Saint Rosa of Indonesian Poetry

Dorothea Rosa Herliany: 'Saint Rosa' of Indonesian poetry

The Jakarta Post, Sunday, December 17, 2006

Harry Aveling, Contributor, Jakarta

Dorothea Rosa Herliany may not be a saint, but she is one of Indonesia's most praised poets, both at home and abroad.

Last month, she received the prestigious 2006 Khatulistiwa Literary Award for Poetry. The award acknowledges her latest book Santa Rosa/Saint Rosa, first published in 2005.

The bilingual volume contains Rosa's latest poetry in Bahasa Indonesia with English translations. There is a preface by senior Indonesian woman poet Toety Heraty, and an afterword by the late Dami Toda, both with English translations as well.

Canadian artist Ken Pattern, a long-time Jakarta resident, provided the stunning lithography that illustrated the first printing.

The poetry was written between 2002 and 2004 in places as diverse as Japan, Europe, America and Australia.

As Toda says: "Various languages and panoramas change shape in their itinerary through the ear and the eye. But poetry does not change its map or time when it sits enthroned in the mind."

Their subject matter includes universal religious themes, human relationships, gender equality, social norms and the nature of history; the writing reveals a struggle to understand human experience in all its reality -- not as an ideal but as a fact that reveals profound suffering and hurt, without, apparently, any hope of redemption.

Leading Australian poet Judith Rodriguez has described Saint Rosa as an "exceptional" volume. These are, she said, "texts of exceptional difficulty and exceptional interest". Rodriguez describes the poems as "highly colored, morbid, even shocking" and significant for their "metaphorical tours de force and paradoxical glories of unwilling illuminations".

In Rodriguez' opinion, Saint Rosa "confirms the importance of this notable poet" and is "a notable addition to world poetry".

Rosa's place in world poetry will become more obvious in 2007 with the publication of her previous book Kill the Radio: Sebuah Radio Kumatikan (2001) by Arc Publications in England.

In a new preface to Kill the Radio, British poet Linda France writes: "The energy and violence expressed in the title of the collection runs through the work like a ruptured vein, fragile and vulnerable but necessary for survival."

The destructiveness and chaos of the outside world broadcast on the radio summons a reaction of echoing violence, filtered through irony. Many of the poems use this mirroring effect, the consciousness of the individual poem reflecting back what it sees and experiences.

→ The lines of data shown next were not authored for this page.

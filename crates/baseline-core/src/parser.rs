//! Tree-sitter parsing of CSS and JavaScript/TypeScript sources

use arborium::tree_sitter::{self, Node, Parser, Tree};
use facet::Facet;

/// Source language accepted by the analyzer
#[derive(Debug, Clone, Copy, PartialEq, Eq, Hash, Facet)]
#[facet(rename_all = "lowercase")]
#[repr(u8)]
pub enum Language {
    /// CSS stylesheets
    Css,
    /// JavaScript, TypeScript, JSX and TSX
    Js,
}

impl Language {
    /// Parse a language name as accepted at the API boundary.
    ///
    /// `"javascript"` is an alias for `"js"`.
    pub fn parse(s: &str) -> Option<Self> {
        match s {
            "css" => Some(Language::Css),
            "js" | "javascript" => Some(Language::Js),
            _ => None,
        }
    }

    /// Infer the language from a file path: `.css` is CSS, anything else is JS.
    pub fn from_path(path: &str) -> Self {
        if path.to_lowercase().ends_with(".css") {
            Language::Css
        } else {
            Language::Js
        }
    }

    /// Get the string representation of this language
    pub fn as_str(&self) -> &'static str {
        match self {
            Language::Css => "css",
            Language::Js => "js",
        }
    }
}

impl std::fmt::Display for Language {
    fn fmt(&self, f: &mut std::fmt::Formatter<'_>) -> std::fmt::Result {
        f.write_str(self.as_str())
    }
}

/// Source text could not be parsed
#[derive(Debug, Clone, PartialEq, Eq)]
pub struct ParseError {
    pub language: Language,
    /// Line of the first syntax error (1-indexed)
    pub line: usize,
    /// Column of the first syntax error (1-indexed)
    pub column: usize,
}

impl std::fmt::Display for ParseError {
    fn fmt(&self, f: &mut std::fmt::Formatter<'_>) -> std::fmt::Result {
        write!(
            f,
            "{} syntax error at line {}, column {}",
            self.language, self.line, self.column
        )
    }
}

impl std::error::Error for ParseError {}

/// A parsed source, holding the text the tree refers to
pub struct SourceTree<'src> {
    pub language: Language,
    pub source: &'src str,
    tree: Tree,
    recovered: Option<ParseError>,
}

impl<'src> SourceTree<'src> {
    /// Root node of the syntax tree
    pub fn root(&self) -> Node<'_> {
        self.tree.root_node()
    }

    /// Text covered by a node
    pub fn text(&self, node: Node) -> &'src str {
        self.source
            .get(node.start_byte()..node.end_byte())
            .unwrap_or("")
    }

    /// First syntax error the parser recovered from, if the tree has any
    pub fn recovered_error(&self) -> Option<&ParseError> {
        self.recovered.as_ref()
    }
}

/// Parse `source` as `language`.
///
/// Tree-sitter recovers from input it does not understand by wrapping it in
/// error nodes, which also happens for valid syntax newer than the grammar
/// (named container queries, range media queries, `@import ... layer()`).
/// The recovered tree is kept as long as one top-level item parsed cleanly,
/// and [`SourceTree::recovered_error`] reports where recovery started. A
/// source where nothing parsed cleanly is a [`ParseError`].
///
/// JS is parsed as TSX first. Sources the TSX grammar rejects are retried as
/// plain TypeScript, which accepts `<T>expr` type assertions.
pub fn parse(source: &str, language: Language) -> Result<SourceTree<'_>, ParseError> {
    let tree = match language {
        Language::Css => parse_with(source, arborium_css::language().into()),
        Language::Js => match parse_with(source, arborium_tsx::language().into()) {
            Some(tsx) if !tsx.root_node().has_error() => Some(tsx),
            tsx => match parse_with(source, arborium_typescript::language().into()) {
                Some(ts) if !ts.root_node().has_error() => Some(ts),
                _ => tsx,
            },
        },
    };
    let Some(tree) = tree else {
        return Err(ParseError {
            language,
            line: 1,
            column: 1,
        });
    };

    let root = tree.root_node();
    let recovered = root.has_error().then(|| {
        let (line, column) = first_error(root)
            .map(|node| {
                let pos = node.start_position();
                (pos.row + 1, pos.column + 1)
            })
            .unwrap_or((1, 1));
        ParseError {
            language,
            line,
            column,
        }
    });

    match recovered {
        Some(err) if root.is_error() || !has_clean_item(root) => Err(err),
        recovered => Ok(SourceTree {
            language,
            source,
            tree,
            recovered,
        }),
    }
}

fn parse_with(source: &str, grammar: tree_sitter::Language) -> Option<Tree> {
    let mut parser = Parser::new();
    parser.set_language(&grammar).ok()?;
    parser.parse(source, None)
}

/// Whether any top-level item other than a comment parsed without errors
fn has_clean_item(root: Node) -> bool {
    let mut cursor = root.walk();
    root.named_children(&mut cursor)
        .any(|child| !child.is_extra() && !child.is_error() && !child.has_error())
}

fn first_error(node: Node) -> Option<Node> {
    if node.is_error() || node.is_missing() {
        return Some(node);
    }
    if !node.has_error() {
        return None;
    }

    let mut cursor = node.walk();
    for child in node.children(&mut cursor) {
        if let Some(found) = first_error(child) {
            return Some(found);
        }
    }
    None
}
//! Feature registry loading and lookup

use eyre::{Result, WrapErr};
use facet::Facet;
use std::collections::HashMap;
use std::path::Path;

/// Registry snapshot bundled with the crate, used when no registry file is configured.
const BUNDLED_REGISTRY: &str = include_str!("../data/registry.json");

/// Support data for one feature, as published by the registry
#[derive(Debug, Clone, Facet)]
pub struct FeatureEntry {
    /// Human-readable feature name
    #[facet(default)]
    pub name: Option<String>,
    /// Native baseline value: `"high"`, `"low"`, or null when not baseline
    #[facet(default)]
    pub baseline: Option<String>,
    /// Date the feature became baseline (newly available)
    #[facet(default)]
    pub since: Option<String>,
}

/// The feature registry structure (from registry.json)
#[derive(Debug, Clone, Facet)]
pub struct FeatureRegistry {
    /// Map of feature identifiers to their support data
    pub features: HashMap<String, FeatureEntry>,
}

impl FeatureRegistry {
    /// Parse a registry from JSON string
    pub fn from_json(json: &str) -> Result<Self> {
        facet_json::from_str(json).wrap_err("Failed to parse feature registry JSON")
    }

    /// Load a registry from a local file
    pub fn load(path: impl AsRef<Path>) -> Result<Self> {
        let path = path.as_ref();
        let content = std::fs::read_to_string(path)
            .wrap_err_with(|| format!("Failed to read feature registry from {}", path.display()))?;
        Self::from_json(&content)
            .wrap_err_with(|| format!("Failed to parse feature registry from {}", path.display()))
    }

    /// The registry snapshot shipped with this crate
    pub fn bundled() -> Result<Self> {
        Self::from_json(BUNDLED_REGISTRY).wrap_err("Bundled feature registry is invalid")
    }

    /// Look up a feature by identifier
    pub fn get(&self, id: &str) -> Option<&FeatureEntry> {
        self.features.get(id)
    }

    /// Check if a feature identifier exists in this registry
    pub fn contains(&self, id: &str) -> bool {
        self.features.contains_key(id)
    }

    /// Number of features in this registry
    pub fn len(&self) -> usize {
        self.features.len()
    }

    /// Whether this registry has no features
    pub fn is_empty(&self) -> bool {
        self.features.is_empty()
    }
}
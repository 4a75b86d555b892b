//! Repository scanning
//!
//! A scan lists the repository's default-branch tree, keeps source files,
//! caps their number, then fetches and analyzes them one at a time.

use crate::provider::{EntryKind, ProviderError, RepositoryContentProvider, TreeEntry};
use baseline_api::{FileAnalysisResult, RepositoryAnalysisSummary, SkippedFile};
use baseline_core::{Analyzer, Language};
use std::sync::Arc;
use std::time::{Duration, Instant};
use tracing::{debug, info, warn};

/// Maximum number of files analyzed per scan
pub const MAX_FILES: usize = 50;

/// Maximum decoded size of an analyzed file, in bytes
pub const MAX_FILE_SIZE: usize = 100 * 1024;

const SOURCE_EXTENSIONS: &[&str] = &[".js", ".jsx", ".ts", ".tsx", ".css"];

/// Paths containing any of these are never scanned
const EXCLUDED_FRAGMENTS: &[&str] = &["node_modules", "dist", "build", ".min."];

/// Whether a repository path is a source file the scanner analyzes
pub fn is_eligible(path: &str) -> bool {
    let path = path.to_lowercase();
    SOURCE_EXTENSIONS.iter().any(|ext| path.ends_with(ext))
        && !EXCLUDED_FRAGMENTS.iter().any(|frag| path.contains(frag))
}

/// Resource limits for one scan
#[derive(Debug, Clone, Copy, PartialEq, Eq)]
pub struct ScanLimits {
    pub max_files: usize,
    pub max_file_size: usize,
    /// Wall-clock budget; files not reached in time are skipped
    pub deadline: Option<Duration>,
}

impl Default for ScanLimits {
    fn default() -> Self {
        Self {
            max_files: MAX_FILES,
            max_file_size: MAX_FILE_SIZE,
            deadline: None,
        }
    }
}

/// Why a scan produced no summary
#[derive(Debug, thiserror::Error)]
pub enum ScanError {
    #[error("repository {0} not found")]
    RepositoryNotFound(String),

    #[error("access to repository {0} was denied")]
    AccessDenied(String),

    #[error("{0}")]
    Upstream(String),
}

impl ScanError {
    fn from_provider(repository: &str, err: ProviderError) -> Self {
        match err {
            ProviderError::NotFound(_) => ScanError::RepositoryNotFound(repository.to_string()),
            ProviderError::AccessDenied(_) => ScanError::AccessDenied(repository.to_string()),
            other @ ProviderError::MissingCredentials { .. } => ScanError::Upstream(other.to_string()),
            other => ScanError::Upstream(format!("failed to read {}: {}", repository, other)),
        }
    }
}

/// Scans repositories for browser compatibility issues
#[derive(Clone)]
pub struct RepositoryScanner {
    provider: Arc<dyn RepositoryContentProvider>,
    analyzer: Arc<Analyzer>,
    limits: ScanLimits,
}

impl RepositoryScanner {
    pub fn new(provider: Arc<dyn RepositoryContentProvider>, analyzer: Arc<Analyzer>) -> Self {
        Self {
            provider,
            analyzer,
            limits: ScanLimits::default(),
        }
    }

    pub fn with_limits(mut self, limits: ScanLimits) -> Self {
        self.limits = limits;
        self
    }

    pub fn limits(&self) -> &ScanLimits {
        &self.limits
    }

    /// Scan `owner/repo` on its default branch.
    ///
    /// Failing to resolve the repository or list its tree aborts the scan.
    /// Failures on individual files are recorded in `skipped_files` and the
    /// scan continues.
    pub async fn scan(
        &self,
        owner: &str,
        repo: &str,
    ) -> Result<RepositoryAnalysisSummary, ScanError> {
        let repository = format!("{}/{}", owner, repo);
        let started = Instant::now();

        let branch = self
            .provider
            .default_branch(owner, repo)
            .await
            .map_err(|e| ScanError::from_provider(&repository, e))?;

        let tree = self
            .provider
            .tree(owner, repo, &branch)
            .await
            .map_err(|e| ScanError::from_provider(&repository, e))?;

        let mut eligible: Vec<TreeEntry> = tree
            .into_iter()
            .filter(|entry| entry.kind == EntryKind::Blob && is_eligible(&entry.path))
            .collect();

        let mut summary = RepositoryAnalysisSummary::new(&repository);
        summary.eligible_files = eligible.len();
        eligible.truncate(self.limits.max_files);
        summary.total_files = eligible.len();

        info!(
            "Scanning {} on {}: {} eligible files, analyzing up to {}",
            repository, branch, summary.eligible_files, summary.total_files
        );

        let mut entries = eligible.into_iter();
        while let Some(entry) = entries.next() {
            if self.deadline_passed(started) {
                warn!(
                    "Scan of {} exceeded its deadline; skipping remaining files",
                    repository
                );
                for entry in std::iter::once(entry).chain(entries.by_ref()) {
                    summary.skipped_files.push(skipped(entry.path, "deadline exceeded"));
                }
                break;
            }

            self.scan_file(owner, repo, entry, &mut summary).await;
        }

        info!(
            "Scanned {} in {:?}: {} files analyzed, {} with issues, {} issues, {} skipped",
            repository,
            started.elapsed(),
            summary.files_analyzed,
            summary.files_with_issues,
            summary.total_issues,
            summary.skipped_files.len()
        );

        Ok(summary)
    }

    fn deadline_passed(&self, started: Instant) -> bool {
        self.limits
            .deadline
            .is_some_and(|deadline| started.elapsed() >= deadline)
    }

    async fn scan_file(
        &self,
        owner: &str,
        repo: &str,
        entry: TreeEntry,
        summary: &mut RepositoryAnalysisSummary,
    ) {
        let Some(sha) = entry.sha.as_deref() else {
            debug!("Skipping {}: no blob SHA", entry.path);
            summary.skipped_files.push(skipped(entry.path, "missing blob sha"));
            return;
        };

        let bytes = match self.provider.blob(owner, repo, sha).await {
            Ok(bytes) => bytes,
            Err(e) => {
                warn!("Failed to fetch {}: {}", entry.path, e);
                summary
                    .skipped_files
                    .push(skipped(entry.path, format!("fetch failed: {}", e)));
                return;
            }
        };

        if bytes.len() > self.limits.max_file_size {
            debug!("Skipping {}: {} bytes", entry.path, bytes.len());
            summary.skipped_files.push(skipped(
                entry.path,
                format!("file too large ({} bytes)", bytes.len()),
            ));
            return;
        }

        let content = String::from_utf8_lossy(&bytes);
        let language = Language::from_path(&entry.path);
        let analysis = self.analyzer.analyze_detailed(&content, language);
        if let Some(err) = &analysis.parse_error {
            debug!("{} did not parse: {}", entry.path, err);
        } else if let Some(err) = &analysis.recovered_error {
            debug!("{} analyzed past a syntax error: {}", entry.path, err);
        }

        summary.files_analyzed += 1;

        let result = analysis.result;
        if result.issues.is_empty() {
            return;
        }

        summary.files_with_issues += 1;
        summary.total_issues += result.issues.len();
        summary.file_results.push(FileAnalysisResult {
            path: entry.path,
            language,
            score: result.score,
            issue_count: result.issues.len(),
            issues: result.issues,
        });
    }
}

fn skipped(path: String, reason: impl Into<String>) -> SkippedFile {
    SkippedFile {
        path,
        reason: reason.into(),
    }
}
//! The fixed set of web-platform features the extractor recognizes
//!
//! Every recognized syntactic shape maps to exactly one [`Feature`], and every
//! feature knows its registry identifier and where its tier comes from.
//! Adding a feature means adding a variant; the compiler then points at every
//! match that needs a new arm.

use crate::classify::BaselineTier;

/// A recognized web-platform feature
#[derive(Debug, Clone, Copy, PartialEq, Eq, Hash)]
pub enum Feature {
    // CSS properties and values
    ContainerQueries,
    Grid,
    Flexbox,
    Gap,
    WordBreakAutoPhrase,

    // CSS pseudo-classes
    HasPseudoClass,
    IsPseudoClass,
    WherePseudoClass,

    // JavaScript static members
    PromiseAllSettled,
    PromiseAny,
    PromiseWithResolvers,
    ObjectHasOwn,
    ObjectGroupBy,
    ObjectFromEntries,
    MapGroupBy,
    ArrayFromAsync,
    IntlDurationFormat,

    // JavaScript instance methods
    ArrayAt,
    ArrayToSorted,
}

/// Where a feature's baseline tier comes from
#[derive(Debug, Clone, Copy, PartialEq, Eq)]
pub enum TierSource {
    /// Looked up in the feature registry by identifier
    Registry,
    /// Fixed tier, the registry is not consulted
    Fixed(BaselineTier),
}

impl Feature {
    /// Registry identifier for this feature.
    ///
    /// Pseudo-classes live in their own `:`-prefixed namespace.
    pub fn id(&self) -> &'static str {
        match self {
            Feature::ContainerQueries => "container-queries",
            Feature::Grid => "grid",
            Feature::Flexbox => "flexbox",
            Feature::Gap => "gap",
            Feature::WordBreakAutoPhrase => "word-break-auto-phrase",
            Feature::HasPseudoClass => ":has",
            Feature::IsPseudoClass => ":is",
            Feature::WherePseudoClass => ":where",
            Feature::PromiseAllSettled => "promise-allsettled",
            Feature::PromiseAny => "promise-any",
            Feature::PromiseWithResolvers => "promise-withresolvers",
            Feature::ObjectHasOwn => "object-hasown",
            Feature::ObjectGroupBy | Feature::MapGroupBy => "array-group",
            Feature::ObjectFromEntries => "object-fromentries",
            Feature::ArrayFromAsync => "array-fromasync",
            Feature::IntlDurationFormat => "intl-duration-format",
            Feature::ArrayAt => "array-at",
            Feature::ArrayToSorted => "array-by-copy",
        }
    }

    pub fn tier_source(&self) -> TierSource {
        match self {
            Feature::ArrayToSorted => TierSource::Fixed(BaselineTier::NewlyAvailable),
            _ => TierSource::Registry,
        }
    }

    /// Whether the tier is looked up in the registry
    pub fn registry_driven(&self) -> bool {
        matches!(self.tier_source(), TierSource::Registry)
    }

    /// Display name for JavaScript features; CSS features are named after
    /// the declaration or selector they were found in.
    pub fn api_name(&self) -> Option<&'static str> {
        let name = match self {
            Feature::PromiseAllSettled => "Promise.allSettled",
            Feature::PromiseAny => "Promise.any",
            Feature::PromiseWithResolvers => "Promise.withResolvers",
            Feature::ObjectHasOwn => "Object.hasOwn",
            Feature::ObjectGroupBy => "Object.groupBy",
            Feature::ObjectFromEntries => "Object.fromEntries",
            Feature::MapGroupBy => "Map.groupBy",
            Feature::ArrayFromAsync => "Array.fromAsync",
            Feature::IntlDurationFormat => "Intl.DurationFormat",
            Feature::ArrayAt => "Array.prototype.at",
            Feature::ArrayToSorted => "Array.prototype.toSorted",
            Feature::ContainerQueries
            | Feature::Grid
            | Feature::Flexbox
            | Feature::Gap
            | Feature::WordBreakAutoPhrase
            | Feature::HasPseudoClass
            | Feature::IsPseudoClass
            | Feature::WherePseudoClass => return None,
        };
        Some(name)
    }
}

/// Match a CSS declaration. `property` and `value` must already be lowercased.
pub fn css_declaration(property: &str, value: &str) -> Option<Feature> {
    match property {
        "container-type" | "container-name" => Some(Feature::ContainerQueries),
        "display" if value.contains("grid") => Some(Feature::Grid),
        "display" if value.contains("flex") => Some(Feature::Flexbox),
        "gap" => Some(Feature::Gap),
        "word-break" if value == "auto-phrase" => Some(Feature::WordBreakAutoPhrase),
        _ => None,
    }
}

/// Match a CSS pseudo-class by name (without the leading colon), lowercased.
pub fn css_pseudo_class(name: &str) -> Option<Feature> {
    match name {
        "has" => Some(Feature::HasPseudoClass),
        "is" => Some(Feature::IsPseudoClass),
        "where" => Some(Feature::WherePseudoClass),
        _ => None,
    }
}

/// Match a two-part static member access such as `Promise.any`.
pub fn js_static_member(object: &str, property: &str) -> Option<Feature> {
    match (object, property) {
        ("Promise", "allSettled") => Some(Feature::PromiseAllSettled),
        ("Promise", "any") => Some(Feature::PromiseAny),
        ("Promise", "withResolvers") => Some(Feature::PromiseWithResolvers),
        ("Object", "hasOwn") => Some(Feature::ObjectHasOwn),
        ("Object", "groupBy") => Some(Feature::ObjectGroupBy),
        ("Object", "fromEntries") => Some(Feature::ObjectFromEntries),
        ("Map", "groupBy") => Some(Feature::MapGroupBy),
        ("Array", "fromAsync") => Some(Feature::ArrayFromAsync),
        ("Intl", "DurationFormat") => Some(Feature::IntlDurationFormat),
        _ => None,
    }
}

/// Match a method call by method name alone, whatever the receiver.
///
/// `foo.at(0)` is reported even when `foo` is not an array.
pub fn js_method_call(method: &str) -> Option<Feature> {
    match method {
        "at" => Some(Feature::ArrayAt),
        "toSorted" => Some(Feature::ArrayToSorted),
        _ => None,
    }
}
//! Compatibility score computation

use crate::analyze::CompatibilityIssue;
use crate::classify::BaselineTier;

/// Weight of a widely available feature. Fixed; the other tiers are configurable.
pub const WIDELY_AVAILABLE_WEIGHT: f64 = 1.0;

/// Upper bound for the configurable tier weights
pub const MAX_TIER_WEIGHT: f64 = 0.7;

/// Per-tier weights used to score a list of issues
#[derive(Debug, Clone, Copy, PartialEq)]
pub struct ScoreWeights {
    newly_available: f64,
    limited: f64,
}

/// A configured weight is outside `0.0..=0.7`
#[derive(Debug, Clone, PartialEq)]
pub struct WeightError {
    pub tier: BaselineTier,
    pub weight: f64,
}

impl std::fmt::Display for WeightError {
    fn fmt(&self, f: &mut std::fmt::Formatter<'_>) -> std::fmt::Result {
        write!(
            f,
            "weight {} for {} must be between 0.0 and {}",
            self.weight, self.tier, MAX_TIER_WEIGHT
        )
    }
}

impl std::error::Error for WeightError {}

impl ScoreWeights {
    /// Create weights for the newly-available and limited tiers
    pub fn new(newly_available: f64, limited: f64) -> Result<Self, WeightError> {
        for (tier, weight) in [
            (BaselineTier::NewlyAvailable, newly_available),
            (BaselineTier::Limited, limited),
        ] {
            if !(0.0..=MAX_TIER_WEIGHT).contains(&weight) {
                return Err(WeightError { tier, weight });
            }
        }
        Ok(Self {
            newly_available,
            limited,
        })
    }

    /// Weight assigned to one issue of the given tier
    pub fn weight(&self, tier: BaselineTier) -> f64 {
        match tier {
            BaselineTier::WidelyAvailable => WIDELY_AVAILABLE_WEIGHT,
            BaselineTier::NewlyAvailable => self.newly_available,
            BaselineTier::Limited => self.limited,
        }
    }
}

impl Default for ScoreWeights {
    fn default() -> Self {
        Self {
            newly_available: 0.6,
            limited: 0.2,
        }
    }
}

/// Score a list of tiers from 0 to 100.
///
/// The score is the mean per-issue weight scaled to 100, so it measures the
/// share of feature usage that is safe. An empty list scores 100.
pub fn score_tiers(tiers: impl IntoIterator<Item = BaselineTier>, weights: &ScoreWeights) -> u8 {
    let (count, total) = tiers
        .into_iter()
        .fold((0usize, 0.0f64), |(count, total), tier| {
            (count + 1, total + weights.weight(tier))
        });

    if count == 0 {
        return 100;
    }

    ((total / count as f64) * 100.0).round().clamp(0.0, 100.0) as u8
}

/// Score a list of issues from 0 to 100
pub fn score(issues: &[CompatibilityIssue], weights: &ScoreWeights) -> u8 {
    score_tiers(issues.iter().map(|issue| issue.status), weights)
}
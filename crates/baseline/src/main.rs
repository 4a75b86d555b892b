//! baseline - Browser compatibility analysis for CSS and JavaScript
//!
//! Analyzes sources for web-platform features and scores them by how widely
//! those features are supported, for single files, GitHub repositories, or
//! over HTTP.

use baseline::config::{Config, DEFAULT_CONFIG_PATH};
use baseline::output::{OutputFormat, render_analysis, render_summary};
use baseline_core::Language;
use eyre::{Result, WrapErr};
use facet_args as args;
use owo_colors::OwoColorize;
use std::path::{Path, PathBuf};
use std::sync::Arc;
use tracing_subscriber::EnvFilter;

/// CLI arguments
#[derive(Debug, facet::Facet)]
struct Args {
    /// Subcommand to run
    #[facet(args::subcommand)]
    command: Option<Command>,

    /// Path to config file (default: .config/baseline/config.yaml)
    #[facet(args::named, args::short = 'c', default)]
    config: Option<PathBuf>,
}

/// Subcommands
#[derive(Debug, facet::Facet)]
#[repr(u8)]
enum Command {
    /// Analyze one CSS or JavaScript file
    Analyze {
        /// File to analyze
        #[facet(args::positional)]
        file: PathBuf,

        /// Source language: css or js (default: from the file extension)
        #[facet(args::named, args::short = 'l', default)]
        language: Option<String>,

        /// Output format: text, json
        #[facet(args::named, args::short = 'f', default)]
        format: Option<String>,
    },

    /// Scan a GitHub repository (owner/repo)
    Scan {
        /// Repository as owner/repo
        #[facet(args::positional)]
        repository: String,

        /// Output format: text, json
        #[facet(args::named, args::short = 'f', default)]
        format: Option<String>,
    },

    /// Start the HTTP server
    Serve {
        /// Port to listen on (default: from config, else 5000)
        #[facet(args::named, args::short = 'p', default)]
        port: Option<u16>,
    },
}

#[tokio::main(flavor = "current_thread")]
async fn main() -> Result<()> {
    tracing_subscriber::fmt()
        .with_env_filter(
            EnvFilter::try_from_default_env().unwrap_or_else(|_| EnvFilter::new("info")),
        )
        .with_writer(std::io::stderr)
        .init();

    let args: Args =
        facet_args::from_std_args().wrap_err("Failed to parse command line arguments")?;

    let config_path = args
        .config
        .unwrap_or_else(|| PathBuf::from(DEFAULT_CONFIG_PATH));
    let config = Config::load(&config_path)?;

    match args.command {
        Some(Command::Analyze {
            file,
            language,
            format,
        }) => run_analyze(&config, &file, language, format),
        Some(Command::Scan { repository, format }) => {
            run_scan(&config, &repository, format).await
        }
        Some(Command::Serve { port }) => baseline::server::run(&config, port).await,
        None => {
            eyre::bail!(
                "No command given. Usage:\n  \
                 baseline analyze <file> [--language css|js] [--format text|json]\n  \
                 baseline scan <owner/repo> [--format text|json]\n  \
                 baseline serve [--port N]"
            )
        }
    }
}

fn parse_format(format: Option<String>) -> Result<OutputFormat> {
    match format {
        Some(f) => OutputFormat::from_str(&f)
            .ok_or_else(|| eyre::eyre!("Unknown format '{}', expected text or json", f)),
        None => Ok(OutputFormat::default()),
    }
}

fn run_analyze(
    config: &Config,
    file: &Path,
    language: Option<String>,
    format: Option<String>,
) -> Result<()> {
    let format = parse_format(format)?;
    let language = match language {
        Some(l) => Language::parse(&l)
            .ok_or_else(|| eyre::eyre!("Unknown language '{}', expected css or js", l))?,
        None => Language::from_path(&file.to_string_lossy()),
    };

    let source = std::fs::read_to_string(file)
        .wrap_err_with(|| format!("Failed to read {}", file.display()))?;

    let analyzer = baseline::analyzer(config)?;
    let analysis = analyzer.analyze_detailed(&source, language);

    if let Some(err) = &analysis.parse_error {
        eprintln!(
            "{} {} could not be parsed as {}: {}",
            "!".yellow().bold(),
            file.display(),
            language,
            err
        );
    }

    let name = file.display().to_string();
    println!("{}", render_analysis(&name, &analysis.result, format)?);
    Ok(())
}

async fn run_scan(config: &Config, repository: &str, format: Option<String>) -> Result<()> {
    let format = parse_format(format)?;
    let Some((owner, repo)) = repository.split_once('/') else {
        eyre::bail!("Expected a repository as owner/repo, got '{}'", repository);
    };
    if owner.is_empty() || repo.is_empty() || repo.contains('/') {
        eyre::bail!("Expected a repository as owner/repo, got '{}'", repository);
    }

    let analyzer = Arc::new(baseline::analyzer(config)?);
    let scanner = baseline::github_scanner(config, analyzer)?;

    eprintln!("{} Scanning {}...", "->".blue().bold(), repository);
    let summary = scanner
        .scan(owner, repo)
        .await
        .wrap_err_with(|| format!("Failed to scan {}", repository))?;

    println!("{}", render_summary(&summary, format)?);
    Ok(())
}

The "Self" contained in the poems is ill at ease, often "trapped", "always hurrying ... searching and never finding".

Underneath this troubled surface there is so much tenderness and openness, in shocking contrast to the "Other", represented by the world of politics and war, that the speaker of the poems is aware she is in danger of annihilation.

Saint Rosa and Kill the Radio are both currently being reprinted in new formats by the original publisher, IndonesiaTera, and is expected to be available in bookshops shortly.

They are essential reading for those who love Indonesian literature, and for all who want to understand this country better.

The writer is a scholar and translator of Indonesian literature, including the poetry of Dorothea Rosa Herliany. In 2006, he served as Visiting Professor of Translation Studies at the University of Indonesia.